**About this exercise:** Which lines come from the start of the records through the line that holds "be read literally"? Write them out word for word.

**Information:**
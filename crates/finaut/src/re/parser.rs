use std::{
    iter::{Enumerate, Peekable},
    str::Chars,
};

use super::Regex;
use crate::{EPSILON, builder::BuildError, symbol};

/// A malformed regular expression
///
/// Positions count characters from zero.
#[derive(Debug, Clone, PartialEq, Eq, thiserror::Error)]
pub enum ParseError {
    /// A character that cannot start or continue an expression here
    #[error("Unexpected {found:?} at position {position}")]
    UnexpectedChar {
        /// The offending character
        found: char,
        /// Its index in the input
        position: usize,
    },
    /// A backslash before a character with no special meaning
    #[error("Invalid escape sequence \\{found} at position {position}")]
    InvalidEscape {
        /// The escaped character
        found: char,
        /// Index of the backslash
        position: usize,
    },
    /// A trailing backslash
    #[error("Unterminated escape sequence at position {position}")]
    UnterminatedEscape {
        /// Index of the backslash
        position: usize,
    },
    /// An `(` with no matching `)`
    #[error("Group opened at position {position} was never closed")]
    UnclosedGroup {
        /// Index of the `(`
        position: usize,
    },
    /// The input ended where an operand was required
    #[error("Unexpected end of input")]
    UnexpectedEnd,
    /// Compiling the parsed tree failed
    #[error(transparent)]
    Build(#[from] BuildError),
}

/// Characters with a meaning of their own, written with a leading backslash
/// to be read literally
pub const RESERVED: [char; 5] = ['\\', '+', '*', '(', ')'];

/// Recursive-descent parser with one character of lookahead
///
/// ```text
/// regex  := united ('+' united)*
/// united := starred starred*          (up to ')' or '+')
/// starred := atom '*'*
/// atom   := '(' regex ')' | '\' reserved | literal
/// ```
struct Parser<'a> {
    input: Peekable<Enumerate<Chars<'a>>>,
}

impl<'a> Parser<'a> {
    #[inline]
    fn new(s: &'a str) -> Self {
        Self {
            input: s.chars().enumerate().peekable(),
        }
    }

    #[inline]
    fn peek(&mut self) -> Option<char> { self.input.peek().map(|&(_, c)| c) }

    fn regex(&mut self) -> Result<Regex, ParseError> {
        let mut alts = vec![self.united()?];
        while self.peek() == Some('+') {
            self.input.next();
            alts.push(self.united()?);
        }

        Ok(Regex::alt(alts))
    }

    fn united(&mut self) -> Result<Regex, ParseError> {
        let mut cat = vec![self.starred()?];
        while let Some(c) = self.peek()
            && c != ')'
            && c != '+'
        {
            cat.push(self.starred()?);
        }

        Ok(Regex::cat(cat))
    }

    fn starred(&mut self) -> Result<Regex, ParseError> {
        let mut re = self.atom()?;
        while self.peek() == Some('*') {
            self.input.next();
            re = Regex::Star(re.into());
        }

        Ok(re)
    }

    fn atom(&mut self) -> Result<Regex, ParseError> {
        match self.input.next() {
            None => Err(ParseError::UnexpectedEnd),
            Some((position, '(')) => {
                let re = self.regex()?;
                match self.input.next() {
                    Some((_, ')')) => Ok(re),
                    Some((position, found)) => Err(ParseError::UnexpectedChar { found, position }),
                    None => Err(ParseError::UnclosedGroup { position }),
                }
            },
            Some((position, '\\')) => match self.input.next() {
                None => Err(ParseError::UnterminatedEscape { position }),
                Some((_, c)) if RESERVED.contains(&c) => Ok(Regex::Lit(symbol(c))),
                Some((position, found)) => Err(ParseError::InvalidEscape { found, position }),
            },
            Some((position, found @ (')' | '*' | '+'))) => {
                Err(ParseError::UnexpectedChar { found, position })
            },
            Some((_, c)) => Ok(Regex::Lit(symbol(c))),
        }
    }
}

/// Parse a regular expression into its syntax tree
///
/// The empty string denotes the language containing only the empty word.
///
/// # Errors
/// Returns a [`ParseError`] locating the first malformed construct.
pub fn parse(s: &str) -> Result<Regex, ParseError> {
    let mut parser = Parser::new(s);
    if parser.peek().is_none() {
        return Ok(Regex::Lit(EPSILON));
    }

    let re = parser.regex()?;
    match parser.input.next() {
        None => Ok(re),
        Some((position, found)) => Err(ParseError::UnexpectedChar { found, position }),
    }
}

#[cfg(test)]
mod test {
    use super::{ParseError, parse};
    use crate::{EPSILON, re::Regex, symbol};

    fn lit(c: char) -> Regex { Regex::Lit(symbol(c)) }

    #[test]
    fn precedence() {
        assert_eq!(
            parse("ab*+c").unwrap(),
            Regex::Alt(vec![
                Regex::Cat(vec![lit('a'), Regex::Star(lit('b').into())]),
                lit('c'),
            ])
        );
        assert_eq!(
            parse("(a+b)**").unwrap(),
            Regex::Star(Regex::Star(Regex::Alt(vec![lit('a'), lit('b')]).into()).into())
        );
        assert_eq!(parse("").unwrap(), Regex::Lit(EPSILON));
    }

    #[test]
    fn escapes() {
        assert_eq!(
            parse(r"\(\\\+\*\)").unwrap(),
            Regex::Cat(vec![lit('('), lit('\\'), lit('+'), lit('*'), lit(')')])
        );
        assert_eq!(
            parse(r"a\x"),
            Err(ParseError::InvalidEscape {
                found: 'x',
                position: 2,
            })
        );
        assert_eq!(
            parse(r"ab\"),
            Err(ParseError::UnterminatedEscape { position: 2 })
        );
    }

    #[test]
    fn malformed() {
        for (input, expected) in [
            ("*a", ParseError::UnexpectedChar {
                found: '*',
                position: 0,
            }),
            ("+", ParseError::UnexpectedChar {
                found: '+',
                position: 0,
            }),
            ("a)", ParseError::UnexpectedChar {
                found: ')',
                position: 1,
            }),
            ("()", ParseError::UnexpectedChar {
                found: ')',
                position: 1,
            }),
            ("a+", ParseError::UnexpectedEnd),
            ("x(ab", ParseError::UnclosedGroup { position: 1 }),
            ("a(b+)", ParseError::UnexpectedChar {
                found: ')',
                position: 4,
            }),
        ] {
            assert_eq!(parse(input), Err(expected), "{input:?}");
        }
    }

    #[test]
    fn positions_count_chars() {
        assert_eq!(
            parse("éé)"),
            Err(ParseError::UnexpectedChar {
                found: ')',
                position: 2,
            })
        );
    }
}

**Result below:**
filename crates/finaut/src/re/parser.rs
use std::{
    iter::{Enumerate, Peekable},
    str::Chars,
};

use super::Regex;
use crate::{EPSILON, builder::BuildError, symbol};

/// A malformed regular expression
///
/// Positions count characters from zero.
#[derive(Debug, Clone, PartialEq, Eq, thiserror::Error)]
pub enum ParseError {
    /// A character that cannot start or continue an expression here
    #[error("Unexpected {found:?} at position {position}")]
    UnexpectedChar {
        /// The offending character
        found: char,
        /// Its index in the input
        position: usize,
    },
    /// A backslash before a character with no special meaning
    #[error("Invalid escape sequence \\{found} at position {position}")]
    InvalidEscape {
        /// The escaped character
        found: char,
        /// Index of the backslash
        position: usize,
    },
    /// A trailing backslash
    #[error("Unterminated escape sequence at position {position}")]
    UnterminatedEscape {
        /// Index of the backslash
        position: usize,
    },
    /// An `(` with no matching `)`
    #[error("Group opened at position {position} was never closed")]
    UnclosedGroup {
        /// Index of the `(`
        position: usize,
    },
    /// The input ended where an operand was required
    #[error("Unexpected end of input")]
    UnexpectedEnd,
    /// Compiling the parsed tree failed
    #[error(transparent)]
    Build(#[from] BuildError),
}

/// Characters with a meaning of their own, written with a leading backslash
/// to be read literally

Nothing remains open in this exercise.